[meta] Investigate performance gap between asm.js code and native code

NEW
Unassigned

Status

()

Core
JavaScript Engine: JIT
P5
normal
2 years ago
a year ago

People

(Reporter: bhackett, Unassigned)

Tracking

(Depends on: 1 bug)

Trunk
Points:
---
Dependency tree / graph

Firefox Tracking Flags

(firefox43 affected)

Details

Attachments

(2 attachments)

(Reporter)

Description

2 years ago
On AWFY x64 asm.js compiled code performance is at least 50% worse than native on the bullet, zlib, and box2d throughput benchmarks.

AFAICT there are several factors that could account for this difference:

1. asm.js startup compilation overhead.  On these benchmarks this doesn't seem to be much of a factor.

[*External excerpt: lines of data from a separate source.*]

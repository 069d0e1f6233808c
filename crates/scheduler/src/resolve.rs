//! Subscriber resolution for one tick.

use skywatch_core::{Category, StoreError, Subscriber, SubscriberStore};

/// Resolve the subscribers to notify for `(category, lead_time_label)`.
///
/// A subscriber is interested iff they are subscribed to the category AND
/// their preferences contain the lead-time label. Always computed fresh
/// from the store's current snapshot; nothing is cached across ticks. An
/// empty result is not an error.
pub async fn resolve(
    store: &dyn SubscriberStore,
    category: Category,
    lead_time_label: &str,
) -> Result<Vec<Subscriber>, StoreError> {
    let candidates = store.find_subscribers(category).await?;
    Ok(candidates
        .into_iter()
        .filter(|s| s.is_subscribed(category) && s.wants_lead_time(lead_time_label))
        .collect())
}

#[cfg(test)]
mod tests {
    use async_trait::async_trait;
    use skywatch_core::Channel;

    use super::*;

    struct FixedStore {
        rows: Vec<Subscriber>,
    }

    #[async_trait]
    impl SubscriberStore for FixedStore {
        async fn find_subscribers(
            &self,
            _category: Category,
        ) -> Result<Vec<Subscriber>, StoreError> {
            Ok(self.rows.clone())
        }
    }

    struct DownStore;

    #[async_trait]
    impl SubscriberStore for DownStore {
        async fn find_subscribers(
            &self,
            _category: Category,
        ) -> Result<Vec<Subscriber>, StoreError> {
            Err(StoreError::Unavailable("connection refused".to_string()))
        }
    }

    fn subscriber(email: &str, categories: Vec<Category>, lead_times: Vec<&str>) -> Subscriber {
        Subscriber {
            email: email.to_string(),
            phone: String::new(),
            categories,
            lead_times: lead_times.into_iter().map(String::from).collect(),
            channels: vec![Channel::Email],
        }
    }

    #[tokio::test]
    async fn requires_both_category_and_lead_time() {
        let store = FixedStore {
            rows: vec![
                subscriber("both@example.com", vec![Category::Meteors], vec!["1 hour"]),
                subscriber("wrong-lead@example.com", vec![Category::Meteors], vec!["24 hours"]),
                subscriber("wrong-cat@example.com", vec![Category::SolarEclipse], vec!["1 hour"]),
                subscriber("neither@example.com", vec![Category::SolarEclipse], vec!["24 hours"]),
            ],
        };

        let resolved = resolve(&store, Category::Meteors, "1 hour").await.unwrap();

        assert_eq!(resolved.len(), 1);
        assert_eq!(resolved[0].email, "both@example.com");
    }

    #[tokio::test]
    async fn no_match_is_empty_not_error() {
        let store = FixedStore { rows: Vec::new() };
        let resolved = resolve(&store, Category::LunarEclipse, "2 minutes").await.unwrap();
        assert!(resolved.is_empty());
    }

    #[tokio::test]
    async fn store_errors_propagate() {
        let result = resolve(&DownStore, Category::Meteors, "1 hour").await;
        assert!(matches!(result, Err(StoreError::Unavailable(_))));
    }

    #[tokio::test]
    async fn refilters_category_even_if_store_over_returns() {
        // A store that ignores the category argument entirely.
        let store = FixedStore {
            rows: vec![subscriber(
                "other@example.com",
                vec![Category::SolarEclipse],
                vec!["1 hour"],
            )],
        };

        let resolved = resolve(&store, Category::Meteors, "1 hour").await.unwrap();
        assert!(resolved.is_empty());
    }
}
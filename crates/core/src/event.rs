use chrono::{DateTime, Utc};
use serde::{Deserialize, Serialize};

/// Astronomical event categories users can subscribe to.
#[derive(Debug, Clone, Copy, PartialEq, Eq, Hash, Serialize, Deserialize)]
#[serde(rename_all = "snake_case")]
pub enum Category {
    Meteors,
    LunarEclipse,
    SolarEclipse,
}

impl Category {
    /// All known categories, in catalog order.
    pub const ALL: [Category; 3] = [
        Category::Meteors,
        Category::LunarEclipse,
        Category::SolarEclipse,
    ];

    /// Wire/storage name for this category.
    pub fn as_str(&self) -> &'static str {
        match self {
            Category::Meteors => "meteors",
            Category::LunarEclipse => "lunar_eclipse",
            Category::SolarEclipse => "solar_eclipse",
        }
    }
}

impl std::fmt::Display for Category {
    fn fmt(&self, f: &mut std::fmt::Formatter<'_>) -> std::fmt::Result {
        f.write_str(self.as_str())
    }
}

/// An upcoming astronomical event. Immutable once loaded; the scheduler
/// reads events exactly once at startup.
#[derive(Debug, Clone, Copy, PartialEq, Eq, Serialize, Deserialize)]
pub struct Event {
    pub category: Category,
    /// Absolute start instant, UTC-normalized.
    pub start_time: DateTime<Utc>,
}

#[cfg(test)]
mod tests {
    use super::*;

    #[test]
    fn category_wire_names() {
        assert_eq!(Category::Meteors.as_str(), "meteors");
        assert_eq!(Category::LunarEclipse.as_str(), "lunar_eclipse");
        assert_eq!(Category::SolarEclipse.as_str(), "solar_eclipse");
    }

    #[test]
    fn event_round_trips_through_json() {
        let json = r#"{"category":"meteors","start_time":"2026-08-12T03:00:00Z"}"#;
        let event: Event = serde_json::from_str(json).unwrap();
        assert_eq!(event.category, Category::Meteors);
        assert_eq!(
            serde_json::to_value(event).unwrap()["category"],
            "meteors"
        );
    }
}
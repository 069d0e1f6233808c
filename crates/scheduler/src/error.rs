use skywatch_core::StoreError;
use thiserror::Error;

/// Startup-time failures that abort the schedule build.
///
/// Errors inside a fire-handler never surface here; they are logged and
/// confined to their tick.
#[derive(Debug, Error)]
pub enum SchedulerError {
    #[error("event source unreachable: {0}")]
    EventSource(#[source] StoreError),

    #[error("lead-time catalog is empty")]
    EmptyCatalog,

    #[error("schedule already built")]
    AlreadyBuilt,
}
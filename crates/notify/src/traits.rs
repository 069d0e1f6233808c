//! Transport trait definitions and shared error types.

/// Errors that can occur during notification delivery.
#[derive(Debug, thiserror::Error)]
pub enum NotifyError {
    #[error("HTTP request failed: {0}")]
    Http(#[from] reqwest::Error),

    #[error("SMTP delivery failed: {0}")]
    Smtp(String),

    #[error("SMS delivery failed: {0}")]
    Sms(String),

    #[error("Template rendering failed: {0}")]
    Template(String),

    #[error("Configuration error: {0}")]
    Config(String),
}

/// Batched email channel: one outbound call delivers to every recipient.
#[async_trait::async_trait]
pub trait EmailTransport: Send + Sync {
    /// Send one message with all `recipients` addressed on it.
    async fn send_batch(
        &self,
        recipients: &[String],
        subject: &str,
        body: &str,
    ) -> Result<(), NotifyError>;
}

/// Per-recipient SMS channel: no batching primitive exists, each message
/// is one outbound call.
#[async_trait::async_trait]
pub trait SmsTransport: Send + Sync {
    async fn send_one(&self, recipient: &str, body: &str) -> Result<(), NotifyError>;
}
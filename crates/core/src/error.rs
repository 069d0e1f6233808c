use thiserror::Error;

/// Errors from the event source and subscriber store collaborators.
#[derive(Error, Debug)]
pub enum StoreError {
    #[error("IO error: {0}")]
    Io(#[from] std::io::Error),

    #[error("malformed snapshot: {0}")]
    Parse(String),

    #[error("store unavailable: {0}")]
    Unavailable(String),
}
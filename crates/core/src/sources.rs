//! Collaborator capabilities the scheduler consumes.
//!
//! Both stores are read-only from the scheduler's point of view: events are
//! listed once at startup, subscribers are re-read at every fire time so a
//! tick always sees the current snapshot.

use async_trait::async_trait;

use crate::error::StoreError;
use crate::event::{Category, Event};
use crate::subscriber::Subscriber;

/// Source of the known events, queried once at orchestrator startup.
#[async_trait]
pub trait EventSource: Send + Sync {
    async fn list_events(&self) -> Result<Vec<Event>, StoreError>;
}

/// Subscriber snapshot store, queried once per timer fire.
///
/// Implementations return every subscriber interested in `category`;
/// lead-time filtering happens in the resolver.
#[async_trait]
pub trait SubscriberStore: Send + Sync {
    async fn find_subscribers(&self, category: Category) -> Result<Vec<Subscriber>, StoreError>;
}
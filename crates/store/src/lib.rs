//! JSON snapshot stores.
//!
//! File-backed implementations of the scheduler's collaborator traits. The
//! event snapshot is read once at startup; the subscriber snapshot is
//! re-read on every fire so preference changes show up on the next tick
//! without a restart (eventual consistency, no coordination with writers).

pub mod events;
pub mod subscribers;

pub use events::JsonEventSource;
pub use subscribers::JsonSubscriberStore;
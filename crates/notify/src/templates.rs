//! Minijinja rendering of notification messages.
//!
//! One subject/body template pair per event category, registered and
//! syntax-checked at construction. Rendering is pure: the same category,
//! lead-time label, and start time always produce the same message.

use chrono::{DateTime, Utc};
use minijinja::{context, Environment};
use skywatch_core::Category;

use crate::traits::NotifyError;

/// A rendered notification ready for delivery.
#[derive(Debug, Clone, PartialEq, Eq)]
pub struct RenderedMessage {
    pub subject: String,
    pub body: String,
}

const METEORS_SUBJECT: &str = "Meteor shower {{ lead_time }} away";
const METEORS_BODY: &str = "\
A meteor shower begins at {{ starts_at }}, {{ lead_time }} from now.\n\
Find a dark spot away from city lights and look up. Clear skies!";

const LUNAR_SUBJECT: &str = "Lunar eclipse {{ lead_time }} away";
const LUNAR_BODY: &str = "\
A lunar eclipse begins at {{ starts_at }}, {{ lead_time }} from now.\n\
The Moon will pass through Earth's shadow; no equipment needed to watch.";

const SOLAR_SUBJECT: &str = "Solar eclipse {{ lead_time }} away";
const SOLAR_BODY: &str = "\
A solar eclipse begins at {{ starts_at }}, {{ lead_time }} from now.\n\
Never look at the Sun directly; use certified eclipse glasses or a projection.";

/// Renders per-category notification messages.
#[derive(Debug)]
pub struct MessageRenderer {
    env: Environment<'static>,
}

impl MessageRenderer {
    /// Build a renderer with the built-in templates registered.
    ///
    /// Registration parses every template, so syntax errors surface here
    /// rather than at fire time.
    pub fn new() -> Result<Self, NotifyError> {
        let mut env = Environment::new();

        let templates = [
            ("meteors.subject", METEORS_SUBJECT),
            ("meteors.body", METEORS_BODY),
            ("lunar_eclipse.subject", LUNAR_SUBJECT),
            ("lunar_eclipse.body", LUNAR_BODY),
            ("solar_eclipse.subject", SOLAR_SUBJECT),
            ("solar_eclipse.body", SOLAR_BODY),
        ];
        for (name, source) in templates {
            env.add_template(name, source)
                .map_err(|e| NotifyError::Template(e.to_string()))?;
        }

        Ok(Self { env })
    }

    /// Render the subject and body for a `(category, lead-time)` tick.
    pub fn render(
        &self,
        category: Category,
        lead_time_label: &str,
        start_time: DateTime<Utc>,
    ) -> Result<RenderedMessage, NotifyError> {
        let ctx = context! {
            lead_time => lead_time_label,
            starts_at => start_time.format("%Y-%m-%d %H:%M UTC").to_string(),
        };

        let subject = self
            .env
            .get_template(&format!("{}.subject", category.as_str()))
            .and_then(|t| t.render(&ctx))
            .map_err(|e| NotifyError::Template(e.to_string()))?;

        let body = self
            .env
            .get_template(&format!("{}.body", category.as_str()))
            .and_then(|t| t.render(&ctx))
            .map_err(|e| NotifyError::Template(e.to_string()))?;

        Ok(RenderedMessage { subject, body })
    }
}
//! SMS transport via the Twilio Messages REST API.
//!
//! Each message is one authenticated form POST to
//! `/2010-04-01/Accounts/{sid}/Messages.json`.

use skywatch_core::config::TwilioConfig;

use crate::traits::{NotifyError, SmsTransport};

/// Sends notification texts through Twilio.
#[derive(Debug)]
pub struct TwilioSmsTransport {
    account_sid: String,
    auth_token: String,
    from_number: String,
    client: reqwest::Client,
}

impl TwilioSmsTransport {
    /// Build a transport from Twilio configuration.
    ///
    /// Returns [`NotifyError::Config`] when the SID, auth token, or
    /// sending number is missing.
    pub fn from_config(config: &TwilioConfig) -> Result<Self, NotifyError> {
        if config.account_sid.is_empty() || config.auth_token.is_empty() {
            return Err(NotifyError::Config(
                "Twilio SID and auth token must be set".to_string(),
            ));
        }
        if config.from_number.is_empty() {
            return Err(NotifyError::Config(
                "Twilio sending number must be set".to_string(),
            ));
        }

        Ok(Self {
            account_sid: config.account_sid.clone(),
            auth_token: config.auth_token.clone(),
            from_number: config.from_number.clone(),
            client: reqwest::Client::new(),
        })
    }
}

#[async_trait::async_trait]
impl SmsTransport for TwilioSmsTransport {
    async fn send_one(&self, recipient: &str, body: &str) -> Result<(), NotifyError> {
        let url = format!(
            "https://api.twilio.com/2010-04-01/Accounts/{}/Messages.json",
            self.account_sid
        );

        let params = [
            ("To", recipient),
            ("From", self.from_number.as_str()),
            ("Body", body),
        ];

        let response = self
            .client
            .post(&url)
            .basic_auth(&self.account_sid, Some(&self.auth_token))
            .form(&params)
            .send()
            .await?;

        let status = response.status();
        if !status.is_success() {
            let resp_body: serde_json::Value = response.json().await.unwrap_or_default();
            let message = resp_body
                .get("message")
                .and_then(|v| v.as_str())
                .unwrap_or("Unknown Twilio API error");
            return Err(NotifyError::Sms(format!("{status}: {message}")));
        }

        tracing::info!(channel = "sms", recipient = %recipient, "notification sent");
        Ok(())
    }
}
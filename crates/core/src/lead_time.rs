//! Lead-time catalog: the fixed offsets before an event's start at which
//! notifications fire. Static configuration, not user data.

use chrono::Duration;
use serde::{Deserialize, Serialize};

/// Unit of a lead-time offset.
#[derive(Debug, Clone, Copy, PartialEq, Eq, Hash, Serialize, Deserialize)]
#[serde(rename_all = "snake_case")]
pub enum LeadTimeUnit {
    Hours,
    Minutes,
}

/// A duration before an event's start at which a notification should fire.
#[derive(Debug, Clone, Copy, PartialEq, Eq, Hash, Serialize, Deserialize)]
pub struct LeadTime {
    pub amount: i64,
    pub unit: LeadTimeUnit,
}

impl LeadTime {
    pub const fn hours(amount: i64) -> Self {
        Self {
            amount,
            unit: LeadTimeUnit::Hours,
        }
    }

    pub const fn minutes(amount: i64) -> Self {
        Self {
            amount,
            unit: LeadTimeUnit::Minutes,
        }
    }

    /// The full catalog of configured lead-times, largest offset first.
    pub fn catalog() -> Vec<LeadTime> {
        vec![
            LeadTime::hours(24),
            LeadTime::hours(12),
            LeadTime::hours(6),
            LeadTime::hours(3),
            LeadTime::hours(1),
            LeadTime::minutes(3),
            LeadTime::minutes(2),
            LeadTime::minutes(1),
        ]
    }

    /// Canonical label, as stored in subscriber preferences
    /// (e.g. `"1 hour"`, `"3 minutes"`).
    pub fn label(&self) -> String {
        let unit = match (self.unit, self.amount) {
            (LeadTimeUnit::Hours, 1) => "hour",
            (LeadTimeUnit::Hours, _) => "hours",
            (LeadTimeUnit::Minutes, 1) => "minute",
            (LeadTimeUnit::Minutes, _) => "minutes",
        };
        format!("{} {}", self.amount, unit)
    }

    /// Offset as a chrono duration, for fire-time arithmetic.
    pub fn to_duration(&self) -> Duration {
        match self.unit {
            LeadTimeUnit::Hours => Duration::hours(self.amount),
            LeadTimeUnit::Minutes => Duration::minutes(self.amount),
        }
    }
}

impl std::fmt::Display for LeadTime {
    fn fmt(&self, f: &mut std::fmt::Formatter<'_>) -> std::fmt::Result {
        f.write_str(&self.label())
    }
}

#[cfg(test)]
mod tests {
    use super::*;

    #[test]
    fn labels_pluralize() {
        assert_eq!(LeadTime::hours(1).label(), "1 hour");
        assert_eq!(LeadTime::hours(24).label(), "24 hours");
        assert_eq!(LeadTime::minutes(1).label(), "1 minute");
        assert_eq!(LeadTime::minutes(3).label(), "3 minutes");
    }

    #[test]
    fn catalog_has_eight_entries_largest_first() {
        let catalog = LeadTime::catalog();
        assert_eq!(catalog.len(), 8);
        assert_eq!(catalog[0].label(), "24 hours");
        assert_eq!(catalog[7].label(), "1 minute");
        for pair in catalog.windows(2) {
            assert!(pair[0].to_duration() > pair[1].to_duration());
        }
    }

    #[test]
    fn duration_conversion() {
        assert_eq!(LeadTime::hours(6).to_duration(), Duration::hours(6));
        assert_eq!(LeadTime::minutes(2).to_duration(), Duration::minutes(2));
    }
}
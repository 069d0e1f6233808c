//! poller — builds the notification schedule and runs it until shutdown.
//!
//! Loads all events once at startup, registers a one-shot timer per
//! event x lead-time pair still in the future, and dispatches email/SMS
//! notifications as the timers fire. New events require a restart.

use std::sync::Arc;
use std::time::Duration;

use anyhow::Context;
use clap::Parser;
use tracing::info;

use skywatch_core::{config, Config, LeadTime};
use skywatch_notify::{
    email::SmtpEmailTransport, sms::TwilioSmsTransport, MessageRenderer,
};
use skywatch_scheduler::{Scheduler, SchedulerContext};
use skywatch_store::{JsonEventSource, JsonSubscriberStore};

// ── CLI ─────────────────────────────────────────────────────────────

/// Skywatch poller — schedules and dispatches event notifications.
#[derive(Parser, Debug)]
#[command(name = "poller", version, about)]
struct Cli {
    /// Path to the event snapshot file.
    #[arg(long, env = "SKYWATCH_EVENTS", default_value = "data/events.json")]
    events: String,

    /// Path to the subscriber snapshot file.
    #[arg(long, env = "SKYWATCH_SUBSCRIBERS", default_value = "data/subscribers.json")]
    subscribers: String,

    /// Seconds to let in-flight dispatches finish during shutdown.
    #[arg(long, env = "SKYWATCH_SHUTDOWN_GRACE", default_value_t = 10)]
    shutdown_grace: u64,
}

// ── main ────────────────────────────────────────────────────────────

#[tokio::main]
async fn main() -> anyhow::Result<()> {
    tracing_subscriber::fmt()
        .with_env_filter(
            tracing_subscriber::EnvFilter::try_from_default_env()
                .unwrap_or_else(|_| tracing_subscriber::EnvFilter::new("info")),
        )
        .init();

    config::load_dotenv();
    let cli = Cli::parse();
    let config = Config::from_env();

    let email = SmtpEmailTransport::from_config(&config.smtp)
        .context("building SMTP transport")?;
    let sms = TwilioSmsTransport::from_config(&config.twilio)
        .context("building Twilio transport")?;
    let renderer = MessageRenderer::new().context("registering message templates")?;

    let ctx = SchedulerContext {
        events: Arc::new(JsonEventSource::new(&cli.events)),
        subscribers: Arc::new(JsonSubscriberStore::new(&cli.subscribers)),
        email: Arc::new(email),
        sms: Arc::new(sms),
        renderer,
    };

    let mut scheduler = Scheduler::new(ctx, LeadTime::catalog());
    let registered = scheduler
        .build_schedule()
        .await
        .context("building notification schedule")?;
    info!(timers = registered, "poller running");

    tokio::signal::ctrl_c()
        .await
        .context("waiting for shutdown signal")?;
    info!("shutdown signal received");

    scheduler
        .shutdown(Duration::from_secs(cli.shutdown_grace))
        .await;
    info!("poller exited cleanly");

    Ok(())
}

2. Heap access masking.  On heap accesses larger than one byte the lower bits in the index are masked out; these instructions won't execute in the native version.  This masking is easy to disable for testing and improves things by up to 5-10%, which is only a fraction of the total difference.

3. Other effects of having a base pointer for heap accesses.  This affects the selection of instructions to emit and in some cases requires additional instructions to be emitted, such as using EffectiveAddress instructions to compute indexes into the heap.

4. Ion backend optimization/codegen issues.  When presented with the same IR, how does generated code performance compare between Ion and, say, clang's backend?  This is an open question.

There might be others I'm missing here.  The goal of this bug though is to get a better understanding of what is contributing to the gap on these simple benchmarks and what can be done to close it.
(Reporter)

Updated

2 years ago
Depends on: 1195545
(Reporter)

Updated

2 years ago
Depends on: 1200407

Comment 1

2 years ago
That's a good list.  A few I'd add:
 - address-taken C++ variables go into the asm.js heap (which has a simulated stack pointer global)
 - function pointer calls go through an extra masking and indirection compared to native
 - if relooping fails, a dynamic state variable and switch is used
 - only double-precision transcendental functions (esp. sin/cos: bug 967709)
 - Ion doesn't have callee-saved registers (bug 985065)
 - some pre-codegen backend LLVM optimizations happen after Emscripten grabs the IR (don't know how much this adds up to; iiuc, the LLVM-wasm backend will get "more" of the pipeline)
 - some other minutae: add-with-carry (bug 1043365), min/max (bug 1060635), double-to-int conversion requires branching (we might be able to use signal handling)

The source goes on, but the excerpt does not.